Ce roman débute par la séparation de la péninsule ibérique du reste de l’Europe. L’écrivain portugais choisit de détacher cette terre du continent, dès lors, elle vogue sur l’océan Atlantique, tel un radeau. Grâce à cette métaphore du radeau, Saramago nous pousse à questionner notre rapport identitaire au reste du continent européen. Cette péninsule a toujours eu le regard porté vers l’Atlantique. C’est là qu’il choisit d’y bâtir son utopie. Des premiers cabotages d’Henri le Navigateur jusqu’aux récentes décolonisations, un lien fort s’est constitué avec l’Afrique comme l’Amérique. Il convoque ainsi l’un des grands mythes de l’identité collective portugaise, la mer, centrée autour de la période des « Grandes découvertes ». Une période synonyme de puissance, autant culturelle qu’économique, dont l’évocation tend à rappeler que ni le Portugal ni l’Espagne ne doivent oublier cette histoire qui les unit et ces caractéristiques propres, qui les distinguent du continent, à une époque où leurs regards sont tournés vers Bruxelles.
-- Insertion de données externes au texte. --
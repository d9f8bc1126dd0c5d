//! Property tests for the shape formulas and validation rules

use std::f64::consts::PI;

use plana_core::*;
use proptest::prelude::*;

fn close(actual: f64, expected: f64) -> bool {
    (actual - expected).abs() <= 1e-9 * expected.abs().max(1.0)
}

/// Valid triangles: c strictly between |a - b| and a + b
fn triangle_sides() -> impl Strategy<Value = (f64, f64, f64)> {
    (0.01f64..1e3, 0.01f64..1e3, 0.05f64..0.95).prop_map(|(a, b, t)| {
        let lo = (a - b).abs();
        let hi = a + b;
        (a, b, lo + t * (hi - lo))
    })
}

proptest! {
    #[test]
    fn circle_formulas(r in 1e-3f64..1e6) {
        let shape = ShapeFactory::create_circle(r).unwrap();
        prop_assert!(close(shape.area(), PI * r * r));
        prop_assert!(close(shape.perimeter(), 2.0 * PI * r));
    }

    #[test]
    fn circle_rejects_non_positive(r in -1e6f64..=0.0) {
        let err = CircleBuilder::new().set_radius(r).unwrap_err();
        prop_assert!(
            matches!(err, ShapeError::InvalidParameter { field: Field::Radius, .. }),
            "unexpected error {:?}",
            err
        );
    }

    #[test]
    fn rectangle_formulas(l in 1e-3f64..1e6, b in 1e-3f64..1e6) {
        let shape = ShapeFactory::create_rectangle(l, b).unwrap();
        prop_assert!(close(shape.area(), l * b));
        prop_assert!(close(shape.perimeter(), 2.0 * (l + b)));
    }

    #[test]
    fn square_formulas(s in 1e-3f64..1e6) {
        let shape = ShapeFactory::create_square(s).unwrap();
        prop_assert!(close(shape.area(), s * s));
        prop_assert!(close(shape.perimeter(), 4.0 * s));
    }

    #[test]
    fn triangle_matches_symmetric_heron((a, b, c) in triangle_sides()) {
        let shape = ShapeFactory::create_triangle(a, b, c).unwrap();
        let expected = 0.25
            * ((a + b + c) * (-a + b + c) * (a - b + c) * (a + b - c)).sqrt();
        prop_assert!((shape.area() - expected).abs() <= 1e-6 * expected.max(1.0));
        prop_assert!(close(shape.perimeter(), a + b + c));
    }

    #[test]
    fn right_triangle_area(x in 0.1f64..1e3, y in 0.1f64..1e3) {
        let hyp = x.hypot(y);
        let shape = ShapeFactory::create_triangle(x, y, hyp).unwrap();
        prop_assert!((shape.area() - x * y / 2.0).abs() <= 1e-6 * (x * y).max(1.0));
    }

    #[test]
    fn triangle_rejects_long_side(a in 0.1f64..1e3, b in 0.1f64..1e3, extra in 0.0f64..1e3) {
        let c = a + b + extra;
        let err = ShapeFactory::create_triangle(a, b, c).unwrap_err();
        prop_assert_eq!(err, ShapeError::InvalidGeometry { a, b, c });
    }

    #[test]
    fn equilateral_formulas(s in 1e-3f64..1e4) {
        let shape = ShapeFactory::create_equilateral_triangle(s).unwrap();
        prop_assert!(close(shape.perimeter(), 3.0 * s));
        prop_assert!((shape.area() - 3f64.sqrt() / 4.0 * s * s).abs() <= 1e-9 * (s * s).max(1.0));
    }

    #[test]
    fn isosceles_matches_triangle(e in 0.1f64..1e3, t in 0.05f64..1.95) {
        let o = e * t;
        let iso = ShapeFactory::create_isosceles_triangle(e, o).unwrap();
        let tri = ShapeFactory::create_triangle(e, e, o).unwrap();
        prop_assert_eq!(iso.metrics(), tri.metrics());
        prop_assert!(iso.kind().is_isosceles());
    }
}
//! Error types for shape construction

use std::fmt;

use thiserror::Error;

/// A settable dimension of one of the builders.
#[derive(Clone, Copy, Debug, PartialEq, Eq, Hash)]
pub enum Field {
    Radius,
    Length,
    Breadth,
    SideA,
    SideB,
    SideC,
}

impl Field {
    /// Name of the shape kind owning this field
    pub fn shape(self) -> &'static str {
        match self {
            Field::Radius => "circle",
            Field::Length | Field::Breadth => "rectangle",
            Field::SideA | Field::SideB | Field::SideC => "triangle",
        }
    }

    /// Name of the field itself
    pub fn name(self) -> &'static str {
        match self {
            Field::Radius => "radius",
            Field::Length => "length",
            Field::Breadth => "breadth",
            Field::SideA => "side A",
            Field::SideB => "side B",
            Field::SideC => "side C",
        }
    }
}

impl fmt::Display for Field {
    fn fmt(&self, f: &mut fmt::Formatter<'_>) -> fmt::Result {
        write!(f, "{} {}", self.shape(), self.name())
    }
}

/// Shape construction errors
#[derive(Error, Debug, Clone, PartialEq)]
pub enum ShapeError {
    /// A setter received a value that is not a finite positive number.
    #[error("{field} must be positive, got: {value}")]
    InvalidParameter { field: Field, value: f64 },

    /// The stored triangle sides violate the strict triangle inequality.
    #[error("triangle sides {a}, {b}, {c} do not satisfy the triangle inequality")]
    InvalidGeometry { a: f64, b: f64, c: f64 },

    /// `compute` was called before a required field was set.
    #[error("{field} was never set")]
    MissingParameter { field: Field },
}

impl ShapeError {
    /// The field involved, if the error concerns a single field
    pub fn field(&self) -> Option<Field> {
        match self {
            ShapeError::InvalidParameter { field, .. } | ShapeError::MissingParameter { field } => {
                Some(*field)
            }
            ShapeError::InvalidGeometry { .. } => None,
        }
    }
}

/// Result type for shape operations
pub type ShapeResult<T> = Result<T, ShapeError>;
//! Shape builders - accumulate raw dimensions, then compute
//!
//! Each setter validates its value on the spot and returns `&mut Self`, so
//! setters chain with `?`. `compute` checks that every required field was
//! set, validates cross-field invariants, and produces a [`Shape`].
//!
//! ```rust
//! use plana_core::{ShapeResult, TriangleBuilder};
//!
//! fn right_triangle() -> ShapeResult<f64> {
//!     let shape = TriangleBuilder::new()
//!         .set_side_a(3.0)?
//!         .set_side_b(4.0)?
//!         .set_side_c(5.0)?
//!         .compute()?;
//!     Ok(shape.area())
//! }
//!
//! assert_eq!(right_triangle().unwrap(), 6.0);
//! ```

use tracing::{trace, warn};

use crate::{
    CircleDims, Field, RectangleDims, Shape, ShapeError, ShapeFloat, ShapeKind, ShapeResult,
    TriangleDims,
};

/// Accept `value` for `field` if it is finite and strictly positive
fn check_dimension<F: ShapeFloat>(field: Field, value: F) -> ShapeResult<F> {
    if value.is_valid_dimension() {
        trace!(%field, %value, "dimension accepted");
        Ok(value)
    } else {
        warn!(%field, %value, "dimension rejected");
        Err(ShapeError::InvalidParameter {
            field,
            value: value.to_diagnostic(),
        })
    }
}

/// Unwrap a stored dimension or report it as never set
fn require<F: ShapeFloat>(field: Field, value: Option<F>) -> ShapeResult<F> {
    value.ok_or(ShapeError::MissingParameter { field })
}

/// Builder for circles
#[derive(Clone, Copy, Debug, Default)]
pub struct CircleBuilder<F> {
    radius: Option<F>,
}

impl<F: ShapeFloat> CircleBuilder<F> {
    pub fn new() -> Self {
        CircleBuilder { radius: None }
    }

    pub fn set_radius(&mut self, radius: F) -> ShapeResult<&mut Self> {
        self.radius = Some(check_dimension(Field::Radius, radius)?);
        Ok(self)
    }

    /// Derive area `π·r²` and perimeter `2π·r`
    pub fn compute(&self) -> ShapeResult<Shape<F>> {
        let radius = require(Field::Radius, self.radius)?;
        Shape::measure(ShapeKind::Circle(CircleDims { radius }))
    }
}

/// Builder for rectangles and squares
#[derive(Clone, Copy, Debug, Default)]
pub struct RectangleBuilder<F> {
    length: Option<F>,
    breadth: Option<F>,
}

impl<F: ShapeFloat> RectangleBuilder<F> {
    pub fn new() -> Self {
        RectangleBuilder {
            length: None,
            breadth: None,
        }
    }

    pub fn set_length(&mut self, length: F) -> ShapeResult<&mut Self> {
        self.length = Some(check_dimension(Field::Length, length)?);
        Ok(self)
    }

    pub fn set_breadth(&mut self, breadth: F) -> ShapeResult<&mut Self> {
        self.breadth = Some(check_dimension(Field::Breadth, breadth)?);
        Ok(self)
    }

    /// Set length and breadth to the same value (square)
    pub fn set_side(&mut self, side: F) -> ShapeResult<&mut Self> {
        self.set_length(side)?.set_breadth(side)
    }

    /// Derive area `l·b` and perimeter `2(l+b)`
    pub fn compute(&self) -> ShapeResult<Shape<F>> {
        let length = require(Field::Length, self.length)?;
        let breadth = require(Field::Breadth, self.breadth)?;
        Shape::measure(ShapeKind::Rectangle(RectangleDims { length, breadth }))
    }
}

/// Builder for triangles given by their three sides.
///
/// See [`TriangleDims`] for the precision of the area on near-degenerate
/// inputs.
#[derive(Clone, Copy, Debug, Default)]
pub struct TriangleBuilder<F> {
    a: Option<F>,
    b: Option<F>,
    c: Option<F>,
}

impl<F: ShapeFloat> TriangleBuilder<F> {
    pub fn new() -> Self {
        TriangleBuilder {
            a: None,
            b: None,
            c: None,
        }
    }

    pub fn set_side_a(&mut self, a: F) -> ShapeResult<&mut Self> {
        self.a = Some(check_dimension(Field::SideA, a)?);
        Ok(self)
    }

    pub fn set_side_b(&mut self, b: F) -> ShapeResult<&mut Self> {
        self.b = Some(check_dimension(Field::SideB, b)?);
        Ok(self)
    }

    pub fn set_side_c(&mut self, c: F) -> ShapeResult<&mut Self> {
        self.c = Some(check_dimension(Field::SideC, c)?);
        Ok(self)
    }

    /// Set all three sides, in order A, B, C
    pub fn set_sides(&mut self, a: F, b: F, c: F) -> ShapeResult<&mut Self> {
        self.set_side_a(a)?.set_side_b(b)?.set_side_c(c)
    }

    /// Check the triangle inequality, then derive the area by Heron's
    /// formula and the perimeter `a+b+c`
    pub fn compute(&self) -> ShapeResult<Shape<F>> {
        let a = require(Field::SideA, self.a)?;
        let b = require(Field::SideB, self.b)?;
        let c = require(Field::SideC, self.c)?;
        Shape::measure(ShapeKind::Triangle(TriangleDims { a, b, c }))
    }
}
En effet, Saramago redoute une perte de souveraineté comme un manque de considération pour ces deux pays, qui, mis à l’écart, subiraient les décisions des grandes puissances européennes. C’est ce qu’illustrent les mouvements de contestations qui surgissent au fil du roman et le slogan « Nous aussi sommes ibériques ». Une fracture accentuée par les immigrés, qui, ayant quitté le radeau, sont davantage préoccupés par leurs intérêts particuliers et incitent : « Faites comme moi, choisissez l’Europe ». L’idée d’une « ibérité », une identité distincte du reste de l’Europe, qu’il souhaite protéger, le pousse à inscrire son utopie loin de l’Europe en dépit des possibles intérêts économiques.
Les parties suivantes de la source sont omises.